How to use quotes in ASP and SQL syntax

Accept a concept first: only double quotes are recognized in ASP, only single quotes are recognized in Access SQL, and HTML is recognized as a single double quote because of its lack of rigor. The above is a summary of my experience, the final correctness has yet to be confirmed.





in ASP, to output a double quote, you need to use the escape character: two double quotes ("").


For example,


to output the string ABC, Response.Write ("abc")


to output the string "ABC, The Response.Write (" "ABC")///double quotation marks are enclosed, indicating that the interior is a string. Finally, the remaining two double quotes, escape output is a double quotation mark.


to output string ab "C", then Response.Write ("AB" "C")


to output a double quote ", Response.Write (" "")//That explains why you write four double quotes


In addition, there is another way to use the acsii character


For example,


To output AB "C", then Response.Write ("AB" & Chr () & "C")








Next, let's look at the issue of single quotes in SQL. We consider this problem mainly to allow ourselves to do the string database processing without error, and prevent SQL injection.

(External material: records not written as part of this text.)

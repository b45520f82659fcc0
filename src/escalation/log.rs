//! Escalation log: the event store, with duplicate suppression and
//! broadcast to WebSocket clients.

use std::sync::Arc;

use chrono::Utc;
use tokio::sync::{RwLock, broadcast};
use tracing::{debug, info, warn};
use uuid::Uuid;

use super::model::{EscalationEvent, EscalationKind, FeedMessage, Subject};

const DEFAULT_BROADCAST_CAPACITY: usize = 256;

pub struct EscalationLog {
    events: RwLock<Vec<EscalationEvent>>,
    tx: broadcast::Sender<FeedMessage>,
}

impl EscalationLog {
    pub fn new() -> Arc<Self> {
        let (tx, _rx) = broadcast::channel(DEFAULT_BROADCAST_CAPACITY);
        Arc::new(Self {
            events: RwLock::new(Vec::new()),
            tx,
        })
    }

    pub fn subscribe(&self) -> broadcast::Receiver<FeedMessage> {
        self.tx.subscribe()
    }

    /// Raise an event unless an unresolved one exists for the same subject and kind.
    ///
    /// Returns the new event, or `None` when suppressed as a duplicate.
    pub async fn raise(
        &self,
        subject: Subject,
        kind: EscalationKind,
        detail: impl Into<String>,
    ) -> Option<EscalationEvent> {
        let mut events = self.events.write().await;
        if events
            .iter()
            .any(|e| e.subject == subject && e.kind == kind && !e.is_resolved())
        {
            debug!(subject = %subject, kind = %kind, "Escalation already open, not raising again");
            return None;
        }

        let event = EscalationEvent::new(subject, kind, detail);
        warn!(
            escalation_id = %event.id,
            subject = %subject,
            kind = %kind,
            detail = %event.detail,
            "Escalation raised"
        );
        events.push(event.clone());
        let _ = self.tx.send(FeedMessage::EscalationRaised {
            event: event.clone(),
        });
        Some(event)
    }

    /// Resolve the open event for a subject and kind, if any.
    pub async fn resolve(&self, subject: Subject, kind: EscalationKind) -> Option<EscalationEvent> {
        let mut events = self.events.write().await;
        let event = events
            .iter_mut()
            .find(|e| e.subject == subject && e.kind == kind && !e.is_resolved())?;
        Some(Self::mark_resolved(event, &self.tx))
    }

    /// Resolve an event by id (manual resolution from the dashboard).
    pub async fn resolve_by_id(&self, id: Uuid) -> Option<EscalationEvent> {
        let mut events = self.events.write().await;
        let event = events.iter_mut().find(|e| e.id == id && !e.is_resolved())?;
        Some(Self::mark_resolved(event, &self.tx))
    }

    fn mark_resolved(
        event: &mut EscalationEvent,
        tx: &broadcast::Sender<FeedMessage>,
    ) -> EscalationEvent {
        event.resolved_at = Some(Utc::now());
        info!(
            escalation_id = %event.id,
            subject = %event.subject,
            kind = %event.kind,
            "Escalation resolved"
        );
        let resolved = event.clone();
        let _ = tx.send(FeedMessage::EscalationResolved {
            event: resolved.clone(),
        });
        resolved
    }

    /// Events filtered by resolution status; `None` returns all.
    pub async fn list(&self, resolved: Option<bool>) -> Vec<EscalationEvent> {
        let events = self.events.read().await;
        events
            .iter()
            .filter(|e| resolved.is_none_or(|r| e.is_resolved() == r))
            .cloned()
            .collect()
    }

    pub async fn unresolved(&self) -> Vec<EscalationEvent> {
        self.list(Some(false)).await
    }

    pub async fn open_for(&self, subject: Subject, kind: EscalationKind) -> Option<EscalationEvent> {
        let events = self.events.read().await;
        events
            .iter()
            .find(|e| e.subject == subject && e.kind == kind && !e.is_resolved())
            .cloned()
    }

    /// Open events of one kind, for the monitor's resolution pass.
    pub async fn open_of_kind(&self, kind: EscalationKind) -> Vec<EscalationEvent> {
        let events = self.events.read().await;
        events
            .iter()
            .filter(|e| e.kind == kind && !e.is_resolved())
            .cloned()
            .collect()
    }

    pub async fn len(&self) -> usize {
        self.events.read().await.len()
    }

    pub async fn is_empty(&self) -> bool {
        self.events.read().await.is_empty()
    }
}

to take a look at the simplest SQL injection, there is a message board whose form has a name item.


on the target page, you have the following code:


<%


name = Request.Form ("name")


Conn.execute Insert into guestbook (name) VALUES (' & name & ') '


%>


If we submit a name of Jacky, the above SQL statement is Insert into guestbook (name) VALUES (' Jacky '), which is obviously in line with our intent.


However, if we submit an I ' M Jacky, the above statement becomes Insert into guestbook (name) VALUES (' I ' m Jacky '), and then, unfortunately, the first single quote that the system finds is the single quote in I ' m, and the system The string (including quotes) that the user wants to commit is just ' I '. The next m Jacky ' system can't be explained, so you think your syntax is wrong.


How to solve it? That is, before you do database processing, replace one single quotation mark with two single quotes, and let the system interpret it as an escape character, as follows:


<%


name = Request.Form ("name")


name = replace (name, "'", "")//That is, name = replace (name, Chr (), Chr () &CHR (39))


Conn.execute Insert into guestbook (name) VALUES (' & name & ') '


%>


Resubmit  i ' m jacky, sql statement into  Insert Into GuestBook  (name)  VALUES  (' I ' m  jacky '),  when writing data, SQL automatically recognizes two single quote escape characters, which ultimately writes the data to the database as  i ' m jacky&nbsp, which is the correct result we expect.